What is MASH?
MASH stands for Metabolic dysfunction-Associated SteatoHepatitis, a progressive liver disease characterized by fat accumulation, inflammation, and liver cell injury that can lead to advanced fibrosis and cirrhosis.
Disease Definition and Nomenclature
MASH represents the progressive subtype of metabolic dysfunction-associated steatotic liver disease (MASLD), formerly known as nonalcoholic steatohepatitis (NASH) 1. The terminology evolved from NASH to MASH to better reflect the metabolic underpinnings of the disease 1.

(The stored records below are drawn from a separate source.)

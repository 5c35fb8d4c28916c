use crate::config::constants::SPECIAL_PILLAR_THRESHOLD;
use crate::domain::model::{BillingPeriod, PillarClass, UserQuota};
use crate::domain::ports::QuotaStore;
use crate::utils::error::{Result, SurveyError};
use chrono::NaiveDate;
use serde::Serialize;

/// Classify a pillar application by marker count. Strict greater-than: 11
/// pillars is still regular, 12 is special.
pub fn classify_pillars(pillar_count: u32) -> PillarClass {
    if pillar_count > SPECIAL_PILLAR_THRESHOLD {
        PillarClass::Special
    } else {
        PillarClass::Regular
    }
}

#[derive(Debug, Clone, Serialize)]
pub struct QuotaReceipt {
    pub class: PillarClass,
    pub quota: UserQuota,
    pub remaining_quota: u32,
}

/// Tracks per-submitter application counts against the configured limit.
/// The limit is reported, not enforced; submissions above it still record.
pub struct QuotaService<S: QuotaStore> {
    store: S,
    quota_limit: u32,
}

impl<S: QuotaStore> QuotaService<S> {
    pub fn new(store: S, quota_limit: u32) -> Self {
        Self { store, quota_limit }
    }

    pub fn record(
        &self,
        user_id: &str,
        pillar_count: u32,
        application_date: NaiveDate,
    ) -> Result<QuotaReceipt> {
        if pillar_count == 0 {
            return Err(SurveyError::ValidationError {
                message: "Pillar count must be a positive integer".to_string(),
            });
        }

        let class = classify_pillars(pillar_count);
        let period = BillingPeriod::from_date(application_date);
        let quota = self
            .store
            .record_application(user_id, period, class, self.quota_limit)?;

        if quota.remaining_quota() == 0 {
            tracing::warn!(
                "Submitter {} has reached the Q{} {} quota limit of {}",
                user_id,
                period.quarter,
                period.year,
                quota.quota_limit
            );
        }

        let remaining_quota = quota.remaining_quota();
        Ok(QuotaReceipt {
            class,
            quota,
            remaining_quota,
        })
    }
}
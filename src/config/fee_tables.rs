use crate::config::constants::{DEFAULT_QUOTA_LIMIT, LARGE_PROPERTY_THRESHOLD_SQM};
use crate::domain::model::Schedule;
use crate::utils::error::{Result, SurveyError};
use crate::utils::validation::Validate;
use serde::{Deserialize, Serialize};
use std::collections::HashMap;
use std::path::Path;

/// Statutory fee tables for both regimes, loadable from TOML so rate
/// revisions ship as configuration. `Default` carries the current gazetted
/// values.
#[derive(Debug, Clone, Serialize, Deserialize)]
pub struct FeeTables {
    pub parcel: ParcelFeeTable,
    pub layout: LayoutFeeTable,
    pub quota: Option<QuotaConfig>,
}

#[derive(Debug, Clone, Serialize, Deserialize)]
pub struct ParcelFeeTable {
    pub band: Vec<FeeBand>,
}

/// One area band of the parcel regime. Bands are inclusive at both ends;
/// adjacent bands share their boundary value and lookup takes the lower
/// band first.
#[derive(Debug, Clone, Serialize, Deserialize)]
pub struct FeeBand {
    pub schedule: String,
    pub size_min: f64,
    pub size_max: Option<f64>,
    pub residential_fee: f64,
    pub commercial_fee: f64,
}

#[derive(Debug, Clone, Serialize, Deserialize)]
pub struct LayoutFeeTable {
    pub tier: Vec<LayoutFeeTier>,
}

/// One plot-count bracket of the layout regime. `price` is keyed by
/// schedule letter; a missing key means no price is gazetted for that
/// schedule in this bracket.
#[derive(Debug, Clone, Serialize, Deserialize)]
pub struct LayoutFeeTier {
    pub min_plots: u32,
    pub max_plots: Option<u32>,
    pub mandatory_deposit: f64,
    pub price: HashMap<String, f64>,
}

impl LayoutFeeTier {
    pub fn contains(&self, plots: u32) -> bool {
        plots >= self.min_plots && self.max_plots.map_or(true, |max| plots <= max)
    }

    pub fn price_for(&self, schedule: Schedule) -> Option<f64> {
        self.price.get(&schedule.letter().to_string()).copied()
    }
}

#[derive(Debug, Clone, Serialize, Deserialize)]
pub struct QuotaConfig {
    pub limit: u32,
}

impl FeeTables {
    pub fn load_from_file<P: AsRef<Path>>(path: P) -> Result<Self> {
        let content = std::fs::read_to_string(path.as_ref())?;
        Self::load_from_str(&content)
    }

    pub fn load_from_str(content: &str) -> Result<Self> {
        let tables: FeeTables =
            toml::from_str(content).map_err(|e| SurveyError::ConfigError {
                message: format!("Failed to parse fee tables: {}", e),
            })?;
        tables.validate()?;
        Ok(tables)
    }

    /// Bands for one schedule, ascending by size_min.
    pub fn bands_for(&self, schedule: Schedule) -> Vec<&FeeBand> {
        let letter = schedule.letter().to_string();
        let mut bands: Vec<&FeeBand> = self
            .parcel
            .band
            .iter()
            .filter(|b| b.schedule.eq_ignore_ascii_case(&letter))
            .collect();
        bands.sort_by(|a, b| a.size_min.total_cmp(&b.size_min));
        bands
    }

    /// Layout tiers ascending by min_plots.
    pub fn layout_tiers(&self) -> Vec<&LayoutFeeTier> {
        let mut tiers: Vec<&LayoutFeeTier> = self.layout.tier.iter().collect();
        tiers.sort_by_key(|t| t.min_plots);
        tiers
    }

    pub fn quota_limit(&self) -> u32 {
        self.quota
            .as_ref()
            .map(|q| q.limit)
            .unwrap_or(DEFAULT_QUOTA_LIMIT)
    }
}

impl Validate for FeeTables {
    fn validate(&self) -> Result<()> {
        for schedule in [Schedule::A, Schedule::B, Schedule::C, Schedule::D] {
            let bands = self.bands_for(schedule);
            if bands.is_empty() {
                return Err(SurveyError::ConfigError {
                    message: format!("No parcel fee bands configured for {}", schedule),
                });
            }
            if bands[0].size_min != 0.0 {
                return Err(SurveyError::ConfigError {
                    message: format!("{} bands must start at 0 sqm", schedule),
                });
            }
            for pair in bands.windows(2) {
                let upper = pair[0].size_max.ok_or_else(|| SurveyError::ConfigError {
                    message: format!(
                        "{}: only the last band may be open-ended",
                        schedule
                    ),
                })?;
                if pair[1].size_min != upper {
                    return Err(SurveyError::ConfigError {
                        message: format!(
                            "{}: gap or overlap between bands at {} sqm",
                            schedule, upper
                        ),
                    });
                }
            }
            if let Some(last_max) = bands[bands.len() - 1].size_max {
                if last_max < LARGE_PROPERTY_THRESHOLD_SQM {
                    return Err(SurveyError::ConfigError {
                        message: format!(
                            "{}: bands must cover up to the {} sqm threshold",
                            schedule, LARGE_PROPERTY_THRESHOLD_SQM
                        ),
                    });
                }
            }
        }

        let tiers = self.layout_tiers();
        let mut open_ended = 0usize;
        for (i, tier) in tiers.iter().enumerate() {
            match tier.max_plots {
                Some(max) if max < tier.min_plots => {
                    return Err(SurveyError::ConfigError {
                        message: format!("Layout tier at {} plots has max below min", tier.min_plots),
                    });
                }
                None => {
                    open_ended += 1;
                    if i != tiers.len() - 1 {
                        return Err(SurveyError::ConfigError {
                            message: "Only the top layout tier may be open-ended".to_string(),
                        });
                    }
                }
                _ => {}
            }
            if i > 0 {
                let prev_max = tiers[i - 1].max_plots.unwrap_or(u32::MAX - 1);
                if tier.min_plots != prev_max.saturating_add(1) {
                    return Err(SurveyError::ConfigError {
                        message: format!(
                            "Gap or overlap between layout tiers at {} plots",
                            tier.min_plots
                        ),
                    });
                }
            }
        }
        if open_ended > 1 {
            return Err(SurveyError::ConfigError {
                message: "At most one layout tier may be open-ended".to_string(),
            });
        }

        Ok(())
    }
}

impl Default for FeeTables {
    fn default() -> Self {
        // Gazetted bands share their structure across schedules; only the
        // fee scale differs. Commercial is twice residential throughout.
        let band_edges: [(f64, f64); 6] = [
            (0.0, 1_000.0),
            (1_000.0, 5_000.0),
            (5_000.0, 10_000.0),
            (10_000.0, 50_000.0),
            (50_000.0, 100_000.0),
            (100_000.0, 500_000.0),
        ];
        let base_residential: [f64; 6] = [
            50_000.0, 100_000.0, 150_000.0, 250_000.0, 400_000.0, 600_000.0,
        ];
        let scales = [("A", 1.0), ("B", 0.75), ("C", 0.5), ("D", 0.35)];

        let mut band = Vec::new();
        for (letter, scale) in scales {
            for (i, (lo, hi)) in band_edges.iter().enumerate() {
                let residential = base_residential[i] * scale;
                band.push(FeeBand {
                    schedule: letter.to_string(),
                    size_min: *lo,
                    size_max: Some(*hi),
                    residential_fee: residential,
                    commercial_fee: residential * 2.0,
                });
            }
        }

        let tier = vec![
            layout_tier(2, Some(10), 100_000.0, [10_000.0, 7_500.0, 5_000.0, 3_500.0]),
            layout_tier(11, Some(50), 250_000.0, [12_500.0, 9_000.0, 6_500.0, 4_500.0]),
            layout_tier(51, Some(100), 500_000.0, [15_000.0, 11_000.0, 8_000.0, 5_500.0]),
            layout_tier(101, None, 1_000_000.0, [20_000.0, 15_000.0, 10_000.0, 7_500.0]),
        ];

        Self {
            parcel: ParcelFeeTable { band },
            layout: LayoutFeeTable { tier },
            quota: Some(QuotaConfig {
                limit: DEFAULT_QUOTA_LIMIT,
            }),
        }
    }
}

fn layout_tier(
    min_plots: u32,
    max_plots: Option<u32>,
    mandatory_deposit: f64,
    prices: [f64; 4],
) -> LayoutFeeTier {
    let price = ["A", "B", "C", "D"]
        .iter()
        .zip(prices)
        .map(|(letter, value)| (letter.to_string(), value))
        .collect();
    LayoutFeeTier {
        min_plots,
        max_plots,
        mandatory_deposit,
        price,
    }
}
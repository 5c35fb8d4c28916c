use crate::config::constants::{SOURCE_CRS, TARGET_CRS};
use crate::domain::model::{GeographicPoint, RawCoordinate};
use crate::utils::error::{Result, SurveyError};
use proj4rs::proj::Proj;
use proj4rs::transform::transform;

/// Transforms projected survey coordinates into WGS84 geographic points.
/// The CRS pair is fixed (see `config::constants`); the transform is a pure
/// per-point function, so a ring is handled by mapping it over every vertex.
pub struct ProjectionTransformer {
    source: Proj,
    target: Proj,
}

impl ProjectionTransformer {
    pub fn new() -> Result<Self> {
        Self::with_crs(SOURCE_CRS, TARGET_CRS)
    }

    pub fn with_crs(source: &str, target: &str) -> Result<Self> {
        let source = Proj::from_proj_string(source).map_err(|e| SurveyError::ConfigError {
            message: format!("Invalid source CRS definition: {}", e),
        })?;
        let target = Proj::from_proj_string(target).map_err(|e| SurveyError::ConfigError {
            message: format!("Invalid target CRS definition: {}", e),
        })?;
        Ok(Self { source, target })
    }

    /// Transform one coordinate. Meters in, degrees out.
    pub fn to_geographic(&self, coordinate: &RawCoordinate) -> Result<GeographicPoint> {
        let mut point = (coordinate.easting, coordinate.northing, 0.0);
        transform(&self.source, &self.target, &mut point).map_err(|e| SurveyError::Projection {
            easting: coordinate.easting,
            northing: coordinate.northing,
            reason: e.to_string(),
        })?;

        // longlat output is in radians.
        Ok(GeographicPoint {
            longitude: point.0.to_degrees(),
            latitude: point.1.to_degrees(),
        })
    }

    /// Transform a whole vertex sequence. Any failing point is fatal for
    /// the ring; a silently dropped vertex would corrupt the area downstream.
    pub fn transform_all(&self, coordinates: &[RawCoordinate]) -> Result<Vec<GeographicPoint>> {
        coordinates
            .iter()
            .map(|c| self.to_geographic(c))
            .collect()
    }
}

#[cfg(test)]
mod tests {
    use super::*;

    #[test]
    fn test_transform_lands_in_target_domain() {
        let transformer = ProjectionTransformer::new().unwrap();
        // A point well inside UTM zone 32N.
        let point = transformer
            .to_geographic(&RawCoordinate {
                easting: 500_000.0,
                northing: 800_000.0,
            })
            .unwrap();
        // Zone 32 central meridian is 9°E; the datum shift moves it slightly.
        assert!((point.longitude - 9.0).abs() < 0.5);
        assert!(point.latitude > 6.0 && point.latitude < 8.5);
    }

    #[test]
    fn test_transform_is_per_point_pure() {
        let transformer = ProjectionTransformer::new().unwrap();
        let coordinate = RawCoordinate {
            easting: 543_210.0,
            northing: 712_345.0,
        };
        let first = transformer.to_geographic(&coordinate).unwrap();
        let second = transformer.to_geographic(&coordinate).unwrap();
        assert_eq!(first, second);
    }

    #[test]
    fn test_transform_all_preserves_order_and_length() {
        let transformer = ProjectionTransformer::new().unwrap();
        let coordinates = vec![
            RawCoordinate { easting: 500_000.0, northing: 800_000.0 },
            RawCoordinate { easting: 500_100.0, northing: 800_000.0 },
            RawCoordinate { easting: 500_100.0, northing: 800_100.0 },
        ];
        let points = transformer.transform_all(&coordinates).unwrap();
        assert_eq!(points.len(), 3);
        // Eastward step means increasing longitude.
        assert!(points[1].longitude > points[0].longitude);
        // Northward step means increasing latitude.
        assert!(points[2].latitude > points[1].latitude);
    }

    #[test]
    fn test_bad_crs_rejected() {
        assert!(ProjectionTransformer::with_crs("+proj=nonsense", TARGET_CRS).is_err());
    }
}
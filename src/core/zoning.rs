use crate::config::constants::ZONE_LOOKUP_RETRIES;
use crate::domain::model::{GeoPolygon, GeographicPoint, Ring, ZoneMatch};
use crate::domain::ports::ZoneLookup;
use crate::utils::error::{Result, SurveyError};

/// Classifies a parcel into its pricing schedule via the spatial zoning
/// collaborator. Transport failures are retried a bounded number of times;
/// a definitive empty result is terminal and blocks fee computation.
pub struct ZoneClassifier<L: ZoneLookup> {
    lookup: L,
}

impl<L: ZoneLookup> ZoneClassifier<L> {
    pub fn new(lookup: L) -> Self {
        Self { lookup }
    }

    pub async fn classify(&self, ring: &Ring<GeographicPoint>) -> Result<ZoneMatch> {
        let polygon = GeoPolygon::from_ring(ring);

        let mut attempt = 0u32;
        let matches = loop {
            match self.lookup.zones_containing(&polygon).await {
                Ok(matches) => break matches,
                Err(SurveyError::ZoneLookupUnavailable { reason }) => {
                    attempt += 1;
                    if attempt > ZONE_LOOKUP_RETRIES {
                        return Err(SurveyError::ZoneLookupUnavailable { reason });
                    }
                    tracing::warn!(
                        "Zone lookup attempt {} failed ({}), retrying",
                        attempt,
                        reason
                    );
                }
                Err(e) => return Err(e),
            }
        };

        let mut matches = matches.into_iter();
        let first = matches.next().ok_or(SurveyError::NoZoneMatch)?;
        let discarded: Vec<_> = matches.map(|m| m.schedule).collect();
        if !discarded.is_empty() {
            // Parcel straddles zones; the collaborator's ordering decides.
            tracing::warn!(
                "Parcel matched {} zones; using {} and discarding {:?}",
                discarded.len() + 1,
                first.schedule,
                discarded
            );
        }

        Ok(first)
    }
}

#[cfg(test)]
mod tests {
    use super::*;
    use crate::domain::model::Schedule;
    use async_trait::async_trait;
    use std::sync::atomic::{AtomicU32, Ordering};

    struct FixedLookup {
        matches: Vec<ZoneMatch>,
    }

    #[async_trait]
    impl ZoneLookup for FixedLookup {
        async fn zones_containing(&self, _polygon: &GeoPolygon) -> Result<Vec<ZoneMatch>> {
            Ok(self.matches.clone())
        }
    }

    struct FlakyLookup {
        failures_before_success: u32,
        calls: AtomicU32,
    }

    #[async_trait]
    impl ZoneLookup for FlakyLookup {
        async fn zones_containing(&self, _polygon: &GeoPolygon) -> Result<Vec<ZoneMatch>> {
            let call = self.calls.fetch_add(1, Ordering::SeqCst);
            if call < self.failures_before_success {
                Err(SurveyError::ZoneLookupUnavailable {
                    reason: "connection reset".to_string(),
                })
            } else {
                Ok(vec![ZoneMatch {
                    schedule: Schedule::C,
                    purpose: "Mixed use".to_string(),
                }])
            }
        }
    }

    fn test_ring() -> Ring<GeographicPoint> {
        crate::core::polygon::close_ring(vec![
            GeographicPoint { longitude: 7.0, latitude: 6.4 },
            GeographicPoint { longitude: 7.1, latitude: 6.4 },
            GeographicPoint { longitude: 7.1, latitude: 6.5 },
        ])
        .unwrap()
    }

    #[tokio::test]
    async fn test_single_match_wins() {
        let classifier = ZoneClassifier::new(FixedLookup {
            matches: vec![ZoneMatch {
                schedule: Schedule::B,
                purpose: "Residential".to_string(),
            }],
        });
        let zone = classifier.classify(&test_ring()).await.unwrap();
        assert_eq!(zone.schedule, Schedule::B);
    }

    #[tokio::test]
    async fn test_no_match_is_blocking() {
        let classifier = ZoneClassifier::new(FixedLookup { matches: vec![] });
        let err = classifier.classify(&test_ring()).await.unwrap_err();
        assert!(matches!(err, SurveyError::NoZoneMatch));
    }

    #[tokio::test]
    async fn test_first_of_multiple_matches_used() {
        let classifier = ZoneClassifier::new(FixedLookup {
            matches: vec![
                ZoneMatch {
                    schedule: Schedule::A,
                    purpose: "Commercial core".to_string(),
                },
                ZoneMatch {
                    schedule: Schedule::D,
                    purpose: "Agricultural".to_string(),
                },
            ],
        });
        let zone = classifier.classify(&test_ring()).await.unwrap();
        assert_eq!(zone.schedule, Schedule::A);
    }

    #[tokio::test]
    async fn test_transient_failure_retried() {
        let classifier = ZoneClassifier::new(FlakyLookup {
            failures_before_success: 2,
            calls: AtomicU32::new(0),
        });
        let zone = classifier.classify(&test_ring()).await.unwrap();
        assert_eq!(zone.schedule, Schedule::C);
    }

    #[tokio::test]
    async fn test_persistent_failure_propagates() {
        let classifier = ZoneClassifier::new(FlakyLookup {
            failures_before_success: 10,
            calls: AtomicU32::new(0),
        });
        let err = classifier.classify(&test_ring()).await.unwrap_err();
        assert!(matches!(err, SurveyError::ZoneLookupUnavailable { .. }));
    }
}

Clinical Significance and Risk Stratification
The most clinically important subset is "at-risk MASH," defined as MASH with moderate to advanced fibrosis (stages F2-F3), as this population faces the highest risk of progression to cirrhosis and liver-related complications 1. The American Association for the Study of Liver Diseases (AASLD) identifies this at-risk MASH population as most likely to benefit from treatment intervention 1.
Key Disease Features:
- Histological criteria: Steatohepatitis with hepatocyte ballooning and inflammation, accompanied by fibrosis 1
- Fibrosis staging: Ranges from F0 (no fibrosis) to F4 (cirrhosis), with F2-F3 representing moderate to advanced noncirrhotic fibrosis 1
- Progressive nature: Can lead to major adverse liver-related outcomes (MALOs) including cirrhosis, hepatocellular carcinoma, and liver failure 1
Treatment Landscape
FDA-Approved Therapy
On March 14,2024, the FDA granted conditional approval to resmetirom, marking the first approved drug specifically for treating MASH with moderate to advanced fibrosis (F2-F3) without cirrhosis 1. This represents a landmark achievement after more than two decades of research 1.
Resmetirom Indication:
- Approved for: Adults with noncirrhotic NASH/MASH with moderate to advanced liver fibrosis (F2-F3 stages) 1
- Used in conjunction with: Diet and exercise 1
- Dosing: Weight-based—80 mg for patients <100 kg, 100 mg for patients ≥100 kg 1
- Exclusions: Patients with cirrhosis and those with early fibrosis (F0-F1) 1
Regulatory Endpoints
The FDA granted conditional approval based on histological endpoints from the MAESTRO-NASH phase 3 trial 1. Full FDA approval requires demonstration of favorable impact on clinical outcomes, but conditional approval can be granted when prespecified histological endpoints are met: resolution of steatohepatitis without worsening of fibrosis, OR ≥1 stage improvement in fibrosis without worsening of steatohepatitis 1.
Diagnostic Considerations
Histological Assessment
Liver biopsy remains important for MASH drug development and diagnosis, though non-invasive biomarkers are being developed 1. Current clinical trials utilize composite or dual primary endpoints assessing both steatohepatitis resolution and fibrosis improvement 1.
Common Pitfalls:
- Do not confuse MASH with MASH units: The acronym historically referred to Mobile Army Surgical Hospital (a military field hospital concept) 2, 3, but in current hepatology literature, MASH exclusively refers to the liver disease
- Terminology transition: Clinicians must recognize that NASH and MASH refer to the same disease entity, with MASH being the updated nomenclature 1
Future Directions
Multiple drugs are in phase III development with varying endpoint designs, including lanifibranor, semaglutide, and efruxifermin 1. The field is moving toward non-invasive biomarkers to potentially replace liver biopsy as surrogate endpoints, though regulatory endorsement is still pending 1.